- Opening Delimiter -

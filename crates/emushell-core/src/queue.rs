//! The dispatch queue shared between submitting threads and the main loop.
//!
//! Any thread may append; only the main loop removes. Appending and closing
//! happen under the same lock, so once [`DispatchQueue::close`] returns no
//! event can slip in behind it.

use std::collections::VecDeque;
use std::time::{Duration, Instant};

use parking_lot::{Condvar, Mutex};

use crate::deferred::{CallId, DeferredCall};
use crate::error::{Result, RpcError};
use crate::event::AppEvent;
use crate::logging::QueuedEntry;

struct QueueState<A> {
    events: VecDeque<AppEvent<A>>,
    /// Sequence counter for call IDs; only advanced under the lock.
    next_sequence: u64,
    /// Events queued or popped but not yet fully handled.
    outstanding: usize,
    closed: bool,
}

/// Mutex-protected FIFO with a condvar to wake the main loop.
pub(crate) struct DispatchQueue<A> {
    state: Mutex<QueueState<A>>,
    wake: Condvar,
}

impl<A> DispatchQueue<A> {
    pub fn new() -> Self {
        Self {
            state: Mutex::new(QueueState {
                events: VecDeque::new(),
                next_sequence: 1,
                outstanding: 0,
                closed: false,
            }),
            wake: Condvar::new(),
        }
    }

    /// Append a deferred call, assigning its call ID.
    pub fn push_call(&self, mut call: DeferredCall<A>) -> Result<CallId> {
        let mut state = self.state.lock();
        if state.closed {
            return Err(RpcError::DispatchUnavailable);
        }

        let id = CallId::new(state.next_sequence);
        state.next_sequence += 1;
        call.assign_id(id);

        state.events.push_back(AppEvent::Invoke(call));
        state.outstanding += 1;
        drop(state);
        self.wake.notify_one();
        Ok(id)
    }

    /// Append any event.
    pub fn push(&self, event: AppEvent<A>) -> Result<()> {
        let event = match event {
            AppEvent::Invoke(call) => return self.push_call(call).map(|_| ()),
            other => other,
        };

        let mut state = self.state.lock();
        if state.closed {
            return Err(RpcError::DispatchUnavailable);
        }
        state.events.push_back(event);
        state.outstanding += 1;
        drop(state);
        self.wake.notify_one();
        Ok(())
    }

    /// Record that a popped event has been fully handled.
    pub fn complete_one(&self) {
        let mut state = self.state.lock();
        state.outstanding = state.outstanding.saturating_sub(1);
    }

    /// Remove the head of the queue without waiting.
    pub fn pop(&self) -> Option<AppEvent<A>> {
        self.state.lock().events.pop_front()
    }

    /// Remove the head of the queue, waiting until an event arrives.
    ///
    /// With a timeout, returns `None` once it elapses. Also returns `None`
    /// immediately if the queue is closed and empty.
    pub fn wait_pop(&self, timeout: Option<Duration>) -> Option<AppEvent<A>> {
        let deadline = timeout.map(|t| Instant::now() + t);
        let mut state = self.state.lock();
        loop {
            if let Some(event) = state.events.pop_front() {
                return Some(event);
            }
            if state.closed {
                return None;
            }
            match deadline {
                Some(deadline) => {
                    if self.wake.wait_until(&mut state, deadline).timed_out() {
                        return state.events.pop_front();
                    }
                }
                None => self.wake.wait(&mut state),
            }
        }
    }

    /// Mark the queue closed and hand back everything still queued.
    ///
    /// Later pushes fail with [`RpcError::DispatchUnavailable`].
    pub fn close(&self) -> Vec<AppEvent<A>> {
        let mut state = self.state.lock();
        state.closed = true;
        let leftover: Vec<_> = state.events.drain(..).collect();
        state.outstanding = state.outstanding.saturating_sub(leftover.len());
        drop(state);
        self.wake.notify_all();
        leftover
    }

    pub fn is_closed(&self) -> bool {
        self.state.lock().closed
    }

    pub fn len(&self) -> usize {
        self.state.lock().events.len()
    }

    /// Number of events queued or still being handled.
    pub fn outstanding(&self) -> usize {
        self.state.lock().outstanding
    }

    /// Describe the queued events, head first.
    pub fn snapshot(&self) -> Vec<QueuedEntry> {
        self.state
            .lock()
            .events
            .iter()
            .map(|event| match event {
                AppEvent::Invoke(call) => QueuedEntry::Call {
                    id: call.id(),
                    label: call.label(),
                    blocking: call.is_blocking(),
                },
                other => QueuedEntry::Event(other.kind_name()),
            })
            .collect()
    }
}
//! The application context and its main loop.
//!
//! [`EmuApp`] is the state every main-thread method runs against. A
//! [`Shell`] owns the main loop on the main thread; [`ShellHandle`]s are
//! handed to worker threads and route their requests back to it.

use std::path::{Path, PathBuf};
use std::sync::Arc;
use std::time::{Duration, Instant};

use emushell_core::{
    Dispatcher, DispatcherConfig, HasPendingSaves, Invocation, LoopExit, MainLoop, MethodError,
    PendingSaveCounter, PerfSpan, ThreadAffinity,
};
use parking_lot::{Mutex, RwLock};

use crate::error::Result;
use crate::plugin_config::PluginConfigStore;
use crate::settings::{AppSettings, LOG_TARGET};

/// Called on the main thread after settings have been applied.
pub type SettingsListener = Arc<dyn Fn(&AppSettings) + Send + Sync>;

/// Application-wide state.
///
/// Readable from any thread; operations that touch the filesystem layout
/// or notify listeners are main-thread only.
pub struct EmuApp {
    pending_saves: PendingSaveCounter,
    settings: RwLock<AppSettings>,
    settings_path: PathBuf,
    listeners: Mutex<Vec<SettingsListener>>,
    plugin_folder: RwLock<Option<PathBuf>>,
    bios_path: RwLock<Option<PathBuf>>,
    main_thread: ThreadAffinity,
}

impl EmuApp {
    /// Create the context on the current thread, which becomes the main thread.
    pub fn new(settings: AppSettings, settings_path: impl Into<PathBuf>) -> Self {
        let main_thread = ThreadAffinity::current();
        Self {
            pending_saves: PendingSaveCounter::with_affinity(main_thread),
            settings: RwLock::new(settings),
            settings_path: settings_path.into(),
            listeners: Mutex::new(Vec::new()),
            plugin_folder: RwLock::new(None),
            bios_path: RwLock::new(None),
            main_thread,
        }
    }

    /// A copy of the current settings.
    pub fn settings(&self) -> AppSettings {
        self.settings.read().clone()
    }

    /// Modify settings in place. Takes effect on the next [`apply_settings`](Self::apply_settings).
    pub fn update_settings(&self, f: impl FnOnce(&mut AppSettings)) {
        f(&mut self.settings.write());
    }

    /// Where settings are saved.
    pub fn settings_path(&self) -> &Path {
        &self.settings_path
    }

    /// Register a listener for applied settings.
    pub fn on_settings_applied<F>(&self, listener: F)
    where
        F: Fn(&AppSettings) + Send + Sync + 'static,
    {
        self.listeners.lock().push(Arc::new(listener));
    }

    /// The plugin settings folder, once settings have been applied.
    pub fn plugin_folder(&self) -> Option<PathBuf> {
        self.plugin_folder.read().clone()
    }

    /// Full path of the selected BIOS image, once settings have been applied.
    pub fn bios_path(&self) -> Option<PathBuf> {
        self.bios_path.read().clone()
    }

    /// Null plugin configuration files in the plugin settings folder.
    pub fn plugin_configs(&self) -> Option<PluginConfigStore> {
        self.plugin_folder().map(PluginConfigStore::new)
    }

    /// Apply the current settings.
    ///
    /// Fills in default folders, creates the folders emulation relies on,
    /// resolves the BIOS path, points plugins at the settings folder and
    /// notifies listeners. Plugins themselves are not reloaded. Listeners
    /// may register further listeners; those run from the next apply on.
    ///
    /// # Panics
    ///
    /// Panics if called off the main thread.
    pub fn apply_settings(&self) -> Result<()> {
        self.main_thread
            .assert_same_thread_with_msg("apply_settings must be called on the main thread");
        let _span = PerfSpan::new("apply_settings");

        let applied = {
            let mut settings = self.settings.write();
            settings.apply_defaults();
            settings.folders.ensure_exist()?;
            *self.plugin_folder.write() = settings.folders.settings.clone();
            *self.bios_path.write() = settings.full_path_to_bios();
            settings.clone()
        };

        if applied.mcd_compress {
            tracing::debug!(
                target: LOG_TARGET,
                "memory-card folder compression requested; not supported here, skipping"
            );
        }

        tracing::info!(
            target: LOG_TARGET,
            base = %applied.resolved_base_folder().display(),
            "settings applied"
        );
        let listeners = self.listeners.lock().clone();
        for listener in &listeners {
            listener(&applied);
        }
        Ok(())
    }

    /// Write the current settings to [`settings_path`](Self::settings_path).
    ///
    /// # Panics
    ///
    /// Panics if called off the main thread.
    pub fn save_settings(&self) -> Result<()> {
        self.main_thread
            .assert_same_thread_with_msg("save_settings must be called on the main thread");
        let _span = PerfSpan::new("save_settings");
        self.settings.read().save(&self.settings_path)
    }
}

impl HasPendingSaves for EmuApp {
    fn pending_saves(&self) -> &PendingSaveCounter {
        &self.pending_saves
    }
}

impl std::fmt::Debug for EmuApp {
    fn fmt(&self, f: &mut std::fmt::Formatter<'_>) -> std::fmt::Result {
        f.debug_struct("EmuApp")
            .field("settings_path", &self.settings_path)
            .field("plugin_folder", &*self.plugin_folder.read())
            .field("listeners", &self.listeners.lock().len())
            .finish_non_exhaustive()
    }
}

/// The application's main loop. Lives on the main thread.
pub struct Shell {
    main_loop: MainLoop<EmuApp>,
}

impl Shell {
    /// Create the shell on the current thread, which becomes the main thread.
    pub fn new(settings: AppSettings, settings_path: impl Into<PathBuf>) -> Self {
        Self::with_config(settings, settings_path, DispatcherConfig::with_name("shell"))
    }

    /// Create the shell with a custom dispatcher configuration.
    pub fn with_config(
        settings: AppSettings,
        settings_path: impl Into<PathBuf>,
        config: DispatcherConfig,
    ) -> Self {
        let app = Arc::new(EmuApp::new(settings, settings_path));
        Self {
            main_loop: MainLoop::with_config(app, config),
        }
    }

    /// The application context.
    pub fn app(&self) -> &Arc<EmuApp> {
        self.main_loop.context()
    }

    /// A handle for worker threads.
    pub fn handle(&self) -> ShellHandle {
        ShellHandle {
            dispatcher: self.main_loop.dispatcher(),
        }
    }

    /// The underlying main loop.
    pub fn main_loop(&mut self) -> &mut MainLoop<EmuApp> {
        &mut self.main_loop
    }

    /// Run until a quit request is processed.
    pub fn run(&mut self) -> Result<()> {
        Ok(self.main_loop.run()?)
    }

    /// Keep the loop running until no save is pending or `timeout` elapses.
    ///
    /// Returns whether all saves finished. Call this before exiting.
    pub fn wait_for_pending_saves(&mut self, timeout: Duration) -> Result<bool> {
        let deadline = Instant::now() + timeout;
        loop {
            self.main_loop.process_until_idle();
            if !self.app().pending_saves().has_pending() {
                return Ok(true);
            }
            let remaining = deadline.saturating_duration_since(Instant::now());
            if remaining.is_zero() {
                tracing::warn!(
                    target: LOG_TARGET,
                    pending = self.app().pending_saves().count(),
                    "pending saves did not finish in time"
                );
                return Ok(false);
            }
            if self.main_loop.run_for(remaining.min(Duration::from_millis(10)))? == LoopExit::Quit {
                return Ok(!self.app().pending_saves().has_pending());
            }
        }
    }

    /// Close the loop, dropping anything still queued.
    pub fn shutdown(&mut self) -> usize {
        self.main_loop.shutdown()
    }
}

/// Cloneable handle to the shell for any thread.
#[derive(Clone)]
pub struct ShellHandle {
    dispatcher: Dispatcher<EmuApp>,
}

impl ShellHandle {
    /// The underlying dispatcher.
    pub fn dispatcher(&self) -> &Dispatcher<EmuApp> {
        &self.dispatcher
    }

    /// The application context.
    pub fn app(&self) -> &Arc<EmuApp> {
        self.dispatcher.context()
    }

    /// Save settings on the main thread, waiting until done.
    pub fn save_settings(&self) -> Result<()> {
        self.dispatcher
            .process_method(|app: &EmuApp| app.save_settings().map_err(MethodError::from_source))?;
        Ok(())
    }

    /// Apply settings on the main thread, waiting until done.
    pub fn apply_settings(&self) -> Result<()> {
        let invocation = self
            .dispatcher
            .try_invoke_blocking(|app: &EmuApp| app.apply_settings().map_err(MethodError::from_source))?;
        if invocation == Invocation::NotDispatched {
            self.app().apply_settings()?;
        }
        Ok(())
    }

    /// Mark the start of a save that must finish before exit.
    pub fn start_pending_save(&self) -> Result<()> {
        Ok(self.dispatcher.start_pending_save()?)
    }

    /// Mark the end of a save started with [`start_pending_save`](Self::start_pending_save).
    pub fn clear_pending_save(&self) -> Result<()> {
        Ok(self.dispatcher.clear_pending_save()?)
    }

    /// Ask the main loop to stop.
    pub fn quit(&self) -> Result<()> {
        Ok(self.dispatcher.quit()?)
    }
}

impl std::fmt::Debug for ShellHandle {
    fn fmt(&self, f: &mut std::fmt::Formatter<'_>) -> std::fmt::Result {
        f.debug_struct("ShellHandle")
            .field("dispatcher", &self.dispatcher)
            .finish()
    }
}

static_assertions::assert_impl_all!(ShellHandle: Send, Sync, Clone);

- Closing Delimiter -

Problem statement: Above are the entries. Output exactly the lines beginning with the line that has "let app = Arc::new(EmuApp::new(settings, settings_path));" and ending with the line that has "underlying main loop.".

Task result:
        let app = Arc::new(EmuApp::new(settings, settings_path));
        Self {
            main_loop: MainLoop::with_config(app, config),
        }
    }

    /// The application context.
    pub fn app(&self) -> &Arc<EmuApp> {
        self.main_loop.context()
    }

    /// A handle for worker threads.
    pub fn handle(&self) -> ShellHandle {
        ShellHandle {
            dispatcher: self.main_loop.dispatcher(),
        }
    }

    /// The underlying main loop.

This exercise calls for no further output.